Rails Plugin: http_caching
Allows your Rails application to take advantage of the caching mechanisms built into HTTP 1.1 (i.e., 304 Not Modified return code). Inspired by a Rails cookbook entry (manuals.rubyonrails.com/read/chapter/62). If it fits into your app’s architecture, HTTP caching can make a real difference in user-perceived speed. “And it must pop pop pop!”
Installation
If your project is source-controlled by Subversion (which it should be, really), the easiest way to install this is via Rails’ plugin script:
./script/plugin install -x http://svn.codahale.com/http_caching
If you’re not using Subversion, or if you don’t want it adding svn:externals in your project, remove the -x switch:
./script/plugin install http://svn.codahale.com/http_caching
Usage
An example using send_data:
def get_orders
@photo = Photo.find(params[:id])
unless_cached_after @photo.updated_at do
send_data @photo.data, :type => @photo.mime_type, :disposition => ‘inline’
end
end
If the photo hasn’t been updated since the last time the client requested it, the photo isn’t sent, saving you time and bandwidth.

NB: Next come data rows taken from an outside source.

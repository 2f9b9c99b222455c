//! Property tests for the codec: signature grammar and message framing
//! round-trips over arbitrary inputs.

use bytes::Bytes;
use proptest::prelude::*;
use qibus_proto::{ByteReader, ByteWriter, Kind, Message, Type, Value, DEFAULT_MAX_PAYLOAD};

/// Strategy producing arbitrary signature type trees.
fn arb_type() -> impl Strategy<Value = Type> {
    let leaf = prop::sample::select(vec![
        Type::Bool,
        Type::Int8,
        Type::UInt8,
        Type::Int16,
        Type::UInt16,
        Type::Int32,
        Type::UInt32,
        Type::Int64,
        Type::UInt64,
        Type::Float32,
        Type::Float64,
        Type::String,
        Type::Value,
        Type::Void,
        Type::Object,
        Type::Unknown,
    ]);
    leaf.prop_recursive(4, 24, 4, |inner| {
        prop_oneof![
            inner.clone().prop_map(|t| Type::List(Box::new(t))),
            (inner.clone(), inner.clone())
                .prop_map(|(k, v)| Type::Map(Box::new(k), Box::new(v))),
            prop::collection::vec(inner.clone(), 0..4).prop_map(Type::Tuple),
            (
                "[A-Za-z][A-Za-z0-9_]{0,8}",
                prop::collection::vec(("[a-z][a-z0-9_]{0,8}".prop_map(String::from), inner), 1..4),
            )
                .prop_map(|(name, fields)| Type::Struct { name, fields }),
        ]
    })
}

proptest! {
    /// parse(print(T)) == T for every type the parser can produce.
    #[test]
    fn signature_print_parse_round_trip(ty in arb_type()) {
        let printed = ty.signature();
        let parsed = Type::parse(&printed).unwrap();
        prop_assert_eq!(parsed, ty);
    }

    /// Messages survive serialize/parse with arbitrary headers and payloads.
    #[test]
    fn message_round_trip(
        id in any::<u32>(),
        service in any::<u32>(),
        object in any::<u32>(),
        action in any::<u32>(),
        kind_raw in 1u8..=8,
        payload in prop::collection::vec(any::<u8>(), 0..512),
    ) {
        let kind = Kind::from_u8(kind_raw).unwrap();
        let msg = Message::new(kind, id, service, object, action, Bytes::from(payload));
        let parsed = Message::from_bytes(&msg.to_bytes()).unwrap();
        prop_assert_eq!(parsed, msg);
    }

    /// Truncating a serialized message anywhere always errors, never panics.
    #[test]
    fn truncated_message_errors(
        payload in prop::collection::vec(any::<u8>(), 0..64),
        cut in any::<prop::sample::Index>(),
    ) {
        let msg = Message::new(Kind::Call, 1, 2, 3, 4, Bytes::from(payload));
        let bytes = msg.to_bytes();
        let cut = cut.index(bytes.len().max(1));
        if cut < bytes.len() {
            prop_assert!(Message::from_bytes(&bytes[..cut]).is_err());
        }
    }

    /// Scalar values round-trip through the dynamic value codec.
    #[test]
    fn value_round_trip(v in prop_oneof![
        any::<bool>().prop_map(Value::from_bool),
        any::<i32>().prop_map(Value::from_i32),
        any::<u32>().prop_map(Value::from_u32),
        any::<i64>().prop_map(Value::from_i64),
        any::<u64>().prop_map(Value::from_u64),
        "[ -~]{0,64}".prop_map(|s| Value::from_string(&s)),
    ]) {
        let mut w = ByteWriter::new();
        v.write(&mut w);
        let buf = w.into_vec();
        let mut r = ByteReader::new(&buf);
        let back = Value::read(&mut r).unwrap();
        prop_assert_eq!(back, v);
        prop_assert_eq!(r.remaining(), 0);
    }

    /// Arbitrary bytes fed to the value reader never panic.
    #[test]
    fn value_reader_handles_garbage(buf in prop::collection::vec(any::<u8>(), 0..128)) {
        let mut r = ByteReader::new(&buf);
        let _ = Value::read(&mut r);
    }
}

#[tokio::test]
async fn async_framing_matches_sync_parsing() {
    let msg = Message::new(Kind::Event, 9, 1, 1, 0x66, Bytes::from_static(b"\x0c\x00\x00\x00"));
    let mut buf = Vec::new();
    msg.write(&mut buf).await.unwrap();
    assert_eq!(Message::from_bytes(&buf).unwrap(), msg);

    let mut cursor = std::io::Cursor::new(buf);
    let read = Message::read(&mut cursor, DEFAULT_MAX_PAYLOAD).await.unwrap();
    assert_eq!(read, msg);
}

Another example, this time using a simple RHTML view:
def get_user_profile
@user = User.find(params[:id])
render_unless_cached_after @user.updated_at
end
A slightly more complicated RHTML example:
def get_orders
render_unless_cached_after Order.maximum(:updated_at), :layout => 'orders_feed', :action => 'all_orders'
end
Or you can keep frequent refreshers from swamping your server:
def shiny_object
unless_cached_after 10.minutes.ago do
@shiny_object = ShinyObject.complicated_database_call(:woo => :hah)
end
end
You get the idea.
(And yes, all I do is make Rails plugins.)
June 17th, 2006 at 2:04am
[...] Copy to /app/controllers/components/http_cache.php <?php /** * Http Cache Component * Uses built in HTTP 1.1 caching mechanism * (304 Not Modified) * * @author RosSoft * @license MIT * @version 0.2 * * @link http://blog.codahale.com/2006/05/23/rails-plugin-http_caching/ * * * Example 1: * $this->httpCache->cache($timestamp_modified_record); * $timestamp_modified_record is the timestamp of the content (like 'modified' field) * * Example 2: * $this->httpCache->expires('+1 Day'); * The page will be cached until expire time. * * (cache and expires are incompatible, use one of them for each different url) */ [...]
July 10th, 2006 at 12:17pm
Nice work! I’m already doing some page and fragment caching in my app — do you see this as a straight replacement for those, or do you nest them like
unless_cached_after blah do
unless read_fragment :action => :foo, :id => bar.id, :part => ‘feh’
end
end
that starts to look a little gnarly.
July 10th, 2006 at 1:03pm
Jim–You should use them both. HTTP caching will help improve response times (when the data is cachable) when the client already has a fresh copy of the data. Page/action/fragment caching helps improve response times when the server has a fresh copy of the data in the cache.
And yes, it does start to get gnarly. I wish that weren’t the case, but it is.